Segment Start: Entries provided

//! Non-blocking byte channels driven by the session tick.
//!
//! A [`Channel`] never parks the calling thread. Reads and writes that cannot
//! make progress report [`io::ErrorKind::WouldBlock`], which callers treat as
//! "nothing to do this tick".

use std::{
    io,
    net::SocketAddr,
    pin::Pin,
    task::{Context, Poll},
};

use futures::task::noop_waker_ref;
use tokio::{io::AsyncWrite, net::TcpStream};

/// Bidirectional, non-blocking byte channel.
pub trait Channel: Send {
    /// Read whatever bytes are available into `buf`.
    ///
    /// `Ok(0)` means the peer closed its write side.
    ///
    /// # Errors
    ///
    /// Returns [`io::ErrorKind::WouldBlock`] when no bytes are ready, or any
    /// other I/O error reported by the transport.
    fn try_read(&mut self, buf: &mut [u8]) -> io::Result<usize>;

    /// Write as many bytes of `buf` as the transport accepts right now.
    ///
    /// # Errors
    ///
    /// Returns [`io::ErrorKind::WouldBlock`] when the transport cannot accept
    /// any bytes.
    fn try_write(&mut self, buf: &[u8]) -> io::Result<usize>;

    /// Close both directions of the channel.
    ///
    /// # Errors
    ///
    /// Returns any error reported by the transport.
    fn shutdown(&mut self) -> io::Result<()>;

    /// Remote address, when the transport has one.
    fn peer_addr(&self) -> Option<SocketAddr> { None }
}

/// Accepted sockets stay registered with the runtime's reactor, so readiness
/// observed while the session task waits for its next tick is reused here.
impl Channel for TcpStream {
    fn try_read(&mut self, buf: &mut [u8]) -> io::Result<usize> { TcpStream::try_read(self, buf) }

    fn try_write(&mut self, buf: &[u8]) -> io::Result<usize> { TcpStream::try_write(self, buf) }

    /// Shut down the write half; the read half closes when the stream drops.
    fn shutdown(&mut self) -> io::Result<()> {
        let mut cx = Context::from_waker(noop_waker_ref());
        match Pin::new(self).poll_shutdown(&mut cx) {
            Poll::Ready(Err(e)) if e.kind() == io::ErrorKind::NotConnected => Ok(()),
            Poll::Ready(result) => result,
            Poll::Pending => Ok(()),
        }
    }

    fn peer_addr(&self) -> Option<SocketAddr> { TcpStream::peer_addr(self).ok() }
}

impl<C: Channel + ?Sized> Channel for Box<C> {
    fn try_read(&mut self, buf: &mut [u8]) -> io::Result<usize> { (**self).try_read(buf) }

    fn try_write(&mut self, buf: &[u8]) -> io::Result<usize> { (**self).try_write(buf) }

    fn shutdown(&mut self) -> io::Result<()> { (**self).shutdown() }

    fn peer_addr(&self) -> Option<SocketAddr> { (**self).peer_addr() }
}

/// Returns `true` when `err` only means the operation should be retried later.
pub(crate) fn is_transient(err: &io::Error) -> bool {
    matches!(
        err.kind(),
        io::ErrorKind::WouldBlock | io::ErrorKind::Interrupted
    )
}

#[cfg(test)]
mod tests {
    use tokio::{
        io::{AsyncReadExt, AsyncWriteExt},
        net::TcpListener,
    };

    use super::*;

    async fn connected_pair() -> (TcpStream, TcpStream) {
        let listener = TcpListener::bind("127.0.0.1:0").await.expect("bind");
        let addr = listener.local_addr().expect("addr");
        let client = TcpStream::connect(addr).await.expect("connect");
        let (server, _) = listener.accept().await.expect("accept");
        (client, server)
    }

    #[tokio::test]
    async fn tcp_stream_reports_would_block_when_idle() {
        let (mut client, mut server) = connected_pair().await;

        let mut buf = [0_u8; 8];
        let err = Channel::try_read(&mut server, &mut buf).expect_err("nothing to read");
        assert!(is_transient(&err));

        client.write_all(b"hi").await.expect("write");
        let mut read = 0;
        while read == 0 {
            server.readable().await.expect("readable");
            match Channel::try_read(&mut server, &mut buf) {
                Ok(n) => read = n,
                Err(e) if is_transient(&e) => {}
                Err(e) => panic!("read failed: {e}"),
            }
        }
        assert_eq!(&buf[..read], b"hi");
        assert!(Channel::peer_addr(&server).is_some());
    }

    #[tokio::test]
    async fn shutdown_signals_end_of_stream() {
        let (mut client, mut server) = connected_pair().await;
        server.writable().await.expect("writable");
        let written = Channel::try_write(&mut server, b"bye").expect("write");
        assert_eq!(written, 3);
        Channel::shutdown(&mut server).expect("shutdown");

        let mut received = Vec::new();
        client.read_to_end(&mut received).await.expect("read");
        assert_eq!(received, b"bye");
    }
}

Segment End: Entries provided

Exercise: Please transcribe each entry exactly, keeping every word as it is.

Task answer:
//! Non-blocking byte channels driven by the session tick.
//!
//! A [`Channel`] never parks the calling thread. Reads and writes that cannot
//! make progress report [`io::ErrorKind::WouldBlock`], which callers treat as
//! "nothing to do this tick".

use std::{
    io,
    net::SocketAddr,
    pin::Pin,
    task::{Context, Poll},
};

use futures::task::noop_waker_ref;
use tokio::{io::AsyncWrite, net::TcpStream};

/// Bidirectional, non-blocking byte channel.
pub trait Channel: Send {
    /// Read whatever bytes are available into `buf`.
    ///
    /// `Ok(0)` means the peer closed its write side.
    ///
    /// # Errors
    ///
    /// Returns [`io::ErrorKind::WouldBlock`] when no bytes are ready, or any
    /// other I/O error reported by the transport.
    fn try_read(&mut self, buf: &mut [u8]) -> io::Result<usize>;

    /// Write as many bytes of `buf` as the transport accepts right now.
    ///
    /// # Errors
    ///
    /// Returns [`io::ErrorKind::WouldBlock`] when the transport cannot accept
    /// any bytes.
    fn try_write(&mut self, buf: &[u8]) -> io::Result<usize>;

    /// Close both directions of the channel.
    ///
    /// # Errors
    ///
    /// Returns any error reported by the transport.
    fn shutdown(&mut self) -> io::Result<()>;

    /// Remote address, when the transport has one.
    fn peer_addr(&self) -> Option<SocketAddr> { None }
}

/// Accepted sockets stay registered with the runtime's reactor, so readiness
/// observed while the session task waits for its next tick is reused here.
impl Channel for TcpStream {
    fn try_read(&mut self, buf: &mut [u8]) -> io::Result<usize> { TcpStream::try_read(self, buf) }

    fn try_write(&mut self, buf: &[u8]) -> io::Result<usize> { TcpStream::try_write(self, buf) }

    /// Shut down the write half; the read half closes when the stream drops.
    fn shutdown(&mut self) -> io::Result<()> {
        let mut cx = Context::from_waker(noop_waker_ref());
        match Pin::new(self).poll_shutdown(&mut cx) {
            Poll::Ready(Err(e)) if e.kind() == io::ErrorKind::NotConnected => Ok(()),
            Poll::Ready(result) => result,
            Poll::Pending => Ok(()),
        }
    }

    fn peer_addr(&self) -> Option<SocketAddr> { TcpStream::peer_addr(self).ok() }
}

impl<C: Channel + ?Sized> Channel for Box<C> {
    fn try_read(&mut self, buf: &mut [u8]) -> io::Result<usize> { (**self).try_read(buf) }

    fn try_write(&mut self, buf: &[u8]) -> io::Result<usize> { (**self).try_write(buf) }

    fn shutdown(&mut self) -> io::Result<()> { (**self).shutdown() }

    fn peer_addr(&self) -> Option<SocketAddr> { (**self).peer_addr() }
}

/// Returns `true` when `err` only means the operation should be retried later.
pub(crate) fn is_transient(err: &io::Error) -> bool {
    matches!(
        err.kind(),
        io::ErrorKind::WouldBlock | io::ErrorKind::Interrupted
    )
}

#[cfg(test)]
mod tests {
    use tokio::{
        io::{AsyncReadExt, AsyncWriteExt},
        net::TcpListener,
    };

    use super::*;

    async fn connected_pair() -> (TcpStream, TcpStream) {
        let listener = TcpListener::bind("127.0.0.1:0").await.expect("bind");
        let addr = listener.local_addr().expect("addr");
        let client = TcpStream::connect(addr).await.expect("connect");
        let (server, _) = listener.accept().await.expect("accept");
        (client, server)
    }

    #[tokio::test]
    async fn tcp_stream_reports_would_block_when_idle() {
        let (mut client, mut server) = connected_pair().await;

        let mut buf = [0_u8; 8];
        let err = Channel::try_read(&mut server, &mut buf).expect_err("nothing to read");
        assert!(is_transient(&err));

        client.write_all(b"hi").await.expect("write");
        let mut read = 0;
        while read == 0 {
            server.readable().await.expect("readable");
            match Channel::try_read(&mut server, &mut buf) {
                Ok(n) => read = n,
                Err(e) if is_transient(&e) => {}
                Err(e) => panic!("read failed: {e}"),
            }
        }
        assert_eq!(&buf[..read], b"hi");
        assert!(Channel::peer_addr(&server).is_some());
    }

    #[tokio::test]
    async fn shutdown_signals_end_of_stream() {
        let (mut client, mut server) = connected_pair().await;
        server.writable().await.expect("writable");
        let written = Channel::try_write(&mut server, b"bye").expect("write");
        assert_eq!(written, 3);
        Channel::shutdown(&mut server).expect("shutdown");

        let mut received = Vec::new();
        client.read_to_end(&mut received).await.expect("read");
        assert_eq!(received, b"bye");
    }
}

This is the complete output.